--- PROVIDED DATA Enclosed Below ---
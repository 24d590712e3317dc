//! Lint trait for program validation.

use thriftgen_ast::Program;

use crate::pipeline::Diagnostic;

/// Information about a lint.
#[derive(Debug, Clone)]
pub struct LintInfo {
    pub name: &'static str,
    pub description: &'static str,
}

/// A lint that checks the program for issues.
pub trait Lint: Send + Sync {
    /// The name of this lint.
    fn name(&self) -> &'static str;

    /// A human-readable description of what this lint checks.
    fn description(&self) -> &'static str;

    /// Check the program and add any diagnostics.
    fn check(&self, program: &Program, diagnostics: &mut Vec<Diagnostic>);

    fn info(&self) -> LintInfo {
        LintInfo {
            name: self.name(),
            description: self.description(),
        }
    }
}
//! Structural validation of loaded programs.
//!
//! Runs after includes are resolved. Checks what generators rely on but
//! the document format cannot express: unique names and field keys,
//! valid identifiers, and type references that resolve.

use std::collections::HashMap;

use miette::SourceSpan;
use thriftgen_ast::{Field, Program, Type};

use crate::{Result, SourceContext};

/// Validation context: the document source plus the dotted path of the
/// declaration being checked.
///
/// # Example
///
/// ```ignore
/// let ctx = ValidateContext::new(&source);
/// let nested = ctx.push("Calculator").push("calculate");
/// nested.validate_name("logid", "argument")?;
/// ```
#[derive(Debug, Clone)]
pub(crate) struct ValidateContext<'a> {
    source: &'a SourceContext,
    path: Vec<&'a str>,
}

impl<'a> ValidateContext<'a> {
    pub fn new(source: &'a SourceContext) -> Self {
        Self {
            source,
            path: Vec::new(),
        }
    }

    /// Push a path segment and return a new context.
    pub fn push(&self, segment: &'a str) -> Self {
        let mut path = self.path.clone();
        path.push(segment);
        Self {
            source: self.source,
            path,
        }
    }

    pub fn path_string(&self) -> String {
        self.path.join(".")
    }

    /// Describe a thing for error messages: "field in 'Work'" or just
    /// "field" at the top level.
    pub fn context_for(&self, kind: &str) -> String {
        if self.path.is_empty() {
            kind.to_string()
        } else {
            format!("{} in '{}'", kind, self.path_string())
        }
    }

    /// Span of `name`, searching after the innermost enclosing
    /// declaration so repeated names point at the right occurrence.
    pub fn find_span(&self, name: &str) -> Option<SourceSpan> {
        let src = self.source.src();
        let mut from = 0;
        for segment in &self.path {
            if let Some(span) = find_name_span(&src[from..], segment) {
                from += span.offset() + span.len();
            }
        }
        find_name_span(&src[from..], name)
            .map(|span| SourceSpan::from((from + span.offset(), span.len())))
    }

    pub fn validate_name(&self, name: &str, kind: &str) -> Result<()> {
        if let Some(reason) = validate_identifier(name) {
            return Err(self.source.invalid_identifier_error(
                name,
                self.context_for(kind),
                reason,
                self.find_span(name),
            ));
        }
        Ok(())
    }
}

/// Find the span of a quoted name (`"name"`) in the document, falling
/// back to a bare occurrence.
pub(crate) fn find_name_span(src: &str, name: &str) -> Option<SourceSpan> {
    if name.is_empty() {
        return None;
    }

    let quoted = format!("\"{}\"", name);
    if let Some(pos) = src.find(&quoted) {
        // +1 to skip the opening quote
        return Some(SourceSpan::from((pos + 1, name.len())));
    }

    src.find(name).map(|pos| SourceSpan::from((pos, name.len())))
}

/// Returns None if `name` is a valid Thrift identifier, Some(reason)
/// otherwise.
pub(crate) fn validate_identifier(name: &str) -> Option<&'static str> {
    let mut chars = name.chars();

    match chars.next() {
        Some(c) if c.is_ascii_alphabetic() || c == '_' => {}
        Some(_) => return Some("name must start with a letter or underscore"),
        None => return Some("name cannot be empty"),
    }

    if chars.all(|c| c.is_ascii_alphanumeric() || c == '_') {
        None
    } else {
        Some("name must contain only letters, numbers, and underscores")
    }
}

/// Validate a program whose includes are already resolved.
pub(crate) fn validate_program(program: &Program, source: &SourceContext) -> Result<()> {
    let ctx = ValidateContext::new(source);

    check_names(program, &ctx)?;
    check_duplicate_definitions(program, &ctx)?;

    for def in &program.enums {
        let ctx = ctx.push(&def.name);
        let mut seen: HashMap<&str, ()> = HashMap::new();
        for member in &def.values {
            if seen.insert(&member.name, ()).is_some() {
                return Err(source.validation_error_at(
                    format!("enum '{}' declares '{}' twice", def.name, member.name),
                    ctx.find_span(&member.name),
                ));
            }
        }
    }

    for typedef in &program.typedefs {
        check_type(program, &typedef.target, &ctx.push(&typedef.name), "typedef")?;
    }
    for constant in &program.consts {
        check_type(program, &constant.ty, &ctx.push(&constant.name), "constant")?;
    }
    for def in &program.structs {
        let ctx = ctx.push(&def.name);
        check_fields(program, &def.fields, &ctx, &def.name)?;
    }
    for service in &program.services {
        let service_ctx = ctx.push(&service.name);
        if let Some(parent) = &service.extends
            && program.find_service(parent).is_none()
        {
            return Err(source.unknown_type_error(
                parent.to_string(),
                format!("'extends' of service '{}'", service.name),
                service_ctx.find_span(&parent.name),
            ));
        }

        for function in &service.functions {
            let ctx = service_ctx.push(&function.name);
            let owner = format!("{}.{}", service.name, function.name);
            check_type(program, &function.returns, &ctx, "return type")?;
            check_fields(program, &function.arguments, &ctx, &owner)?;
            check_fields(program, &function.exceptions, &ctx, &format!("{} throws", owner))?;

            for ex in &function.exceptions {
                if !is_exception(program, &ex.ty) {
                    return Err(source.validation_error_at(
                        format!(
                            "'{}' in the throws clause of '{}' is not an exception",
                            ex.name, owner
                        ),
                        ctx.find_span(&ex.name),
                    ));
                }
            }
        }
    }

    Ok(())
}

fn check_names(program: &Program, ctx: &ValidateContext<'_>) -> Result<()> {
    for typedef in &program.typedefs {
        ctx.validate_name(&typedef.name, "typedef")?;
    }
    for def in &program.enums {
        ctx.validate_name(&def.name, "enum")?;
        let nested = ctx.push(&def.name);
        for member in &def.values {
            nested.validate_name(&member.name, "enum member")?;
        }
    }
    for constant in &program.consts {
        ctx.validate_name(&constant.name, "constant")?;
    }
    for def in &program.structs {
        ctx.validate_name(&def.name, "struct")?;
        let nested = ctx.push(&def.name);
        for field in &def.fields {
            nested.validate_name(&field.name, "field")?;
        }
    }
    for service in &program.services {
        ctx.validate_name(&service.name, "service")?;
        let nested = ctx.push(&service.name);
        for function in &service.functions {
            nested.validate_name(&function.name, "function")?;
            let inner = nested.push(&function.name);
            for field in function.arguments.iter().chain(&function.exceptions) {
                inner.validate_name(&field.name, "argument")?;
            }
        }
    }
    Ok(())
}

fn check_duplicate_definitions(program: &Program, ctx: &ValidateContext<'_>) -> Result<()> {
    let mut seen: HashMap<&str, &str> = HashMap::new();

    let definitions = program
        .typedefs
        .iter()
        .map(|t| (t.name.as_str(), "typedef"))
        .chain(program.enums.iter().map(|e| (e.name.as_str(), "enum")))
        .chain(program.consts.iter().map(|c| (c.name.as_str(), "constant")))
        .chain(program.structs.iter().map(|s| (s.name.as_str(), "struct")))
        .chain(program.services.iter().map(|s| (s.name.as_str(), "service")));

    for (name, kind) in definitions {
        if let Some(first) = seen.insert(name, kind) {
            return Err(ctx.source.validation_error_at(
                format!("{} '{}' is already defined as a {}", kind, name, first),
                ctx.find_span(name),
            ));
        }
    }
    Ok(())
}

fn check_fields(
    program: &Program,
    fields: &[Field],
    ctx: &ValidateContext<'_>,
    owner: &str,
) -> Result<()> {
    let mut keys: HashMap<i16, &str> = HashMap::new();

    for field in fields {
        if let Some(first) = keys.insert(field.key, &field.name) {
            let unknown = SourceSpan::from((0, 0));
            return Err(ctx.source.duplicate_field_key_error(
                owner,
                field.key,
                (first, ctx.find_span(first).unwrap_or(unknown)),
                (&field.name, ctx.find_span(&field.name).unwrap_or(unknown)),
            ));
        }
        check_type(program, &field.ty, &ctx.push(&field.name), "field")?;
    }
    Ok(())
}

fn check_type(program: &Program, ty: &Type, ctx: &ValidateContext<'_>, kind: &str) -> Result<()> {
    match ty {
        Type::Enum(named) if program.find_enum(named).is_none() => {
            Err(ctx.source.unknown_type_error(
                named.to_string(),
                ctx.context_for(kind),
                ctx.find_span(&named.name),
            ))
        }
        Type::Struct(named) | Type::Exception(named) if program.find_struct(named).is_none() => {
            Err(ctx.source.unknown_type_error(
                named.to_string(),
                ctx.context_for(kind),
                ctx.find_span(&named.name),
            ))
        }
        Type::Typedef { target, .. } => check_type(program, target, ctx, kind),
        Type::List { elem } | Type::Set { elem } => check_type(program, elem, ctx, kind),
        Type::Map { key, value } => {
            check_type(program, key, ctx, kind)?;
            check_type(program, value, ctx, kind)
        }
        _ => Ok(()),
    }
}

fn is_exception(program: &Program, ty: &Type) -> bool {
    let mut current = ty;
    while let Type::Typedef { target, .. } = current {
        current = target;
    }
    matches!(current, Type::Exception(named)
        if program.find_struct(named).is_some_and(|s| s.is_exception))
}

#[cfg(test)]
mod tests {
    use thriftgen_ast::{Function, NamedType, Service, Struct};

    use super::*;

    #[test]
    fn test_valid_identifiers() {
        assert!(validate_identifier("Work").is_none());
        assert!(validate_identifier("num_1").is_none());
        assert!(validate_identifier("_private").is_none());
    }

    #[test]
    fn test_invalid_identifiers() {
        assert!(validate_identifier("").is_some());
        assert!(validate_identifier("1st").is_some());
        assert!(validate_identifier("my-struct").is_some());
        assert!(validate_identifier("a.b").is_some());
    }

    #[test]
    fn test_find_name_span_prefers_quoted() {
        let src = r#"{"name": "Workload", "structs": [{"name": "Work"}]}"#;
        let span = find_name_span(src, "Work").unwrap();
        assert_eq!(&src[span.offset()..span.offset() + span.len()], "Work");
        assert_eq!(span.offset(), src.find("\"Work\"").unwrap() + 1);
    }

    #[test]
    fn test_find_span_after_path() {
        let src = r#"{"a": {"name": "x"}, "B": {"name": "x"}}"#;
        let source = SourceContext::new(src, "t.json");
        let ctx = ValidateContext::new(&source).push("B");
        let span = ctx.find_span("x").unwrap();
        assert_eq!(span.offset(), src.rfind("\"x\"").unwrap() + 1);
    }

    fn source() -> SourceContext {
        SourceContext::new("{}", "test.json")
    }

    #[test]
    fn test_duplicate_field_key() {
        let mut program = Program::new("t");
        program.structs.push(
            Struct::new("Work")
                .field(Field::new(1, "num1", Type::I32))
                .field(Field::new(1, "num2", Type::I32)),
        );

        let err = validate_program(&program, &source()).unwrap_err();
        assert!(matches!(*err, crate::Error::DuplicateFieldKey { key: 1, .. }));
    }

    #[test]
    fn test_unknown_type() {
        let mut program = Program::new("t");
        program
            .structs
            .push(Struct::new("Work").field(Field::new(1, "w", Type::struct_("Wrok"))));

        let err = validate_program(&program, &source()).unwrap_err();
        assert!(err.to_string().contains("unknown type 'Wrok'"));
    }

    #[test]
    fn test_unknown_parent_service() {
        let mut program = Program::new("t");
        program
            .services
            .push(Service::new("Calculator").extends(NamedType::external("shared", "Base")));

        let err = validate_program(&program, &source()).unwrap_err();
        assert!(err.to_string().contains("shared.Base"));
    }

    #[test]
    fn test_throws_must_be_exception() {
        let mut program = Program::new("t");
        program.structs.push(Struct::new("NotAnError"));
        program.services.push(Service::new("Calculator").function(
            Function::new("calculate", Type::I32)
                .throws(Field::new(1, "ouch", Type::Exception(NamedType::local("NotAnError")))),
        ));

        let err = validate_program(&program, &source()).unwrap_err();
        assert!(err.to_string().contains("is not an exception"));
    }

    #[test]
    fn test_duplicate_definition() {
        let mut program = Program::new("t");
        program.structs.push(Struct::new("Work"));
        program.services.push(Service::new("Work"));

        let err = validate_program(&program, &source()).unwrap_err();
        assert!(err.to_string().contains("already defined as a struct"));
    }
}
--- End of Enclosed PROVIDED DATA ---
* _PROBLEM TO SOLVE_
Tally the lines in these entries that have the string "keys" in them, then answer with the count and nothing else.

* _TASK ANSWER_
3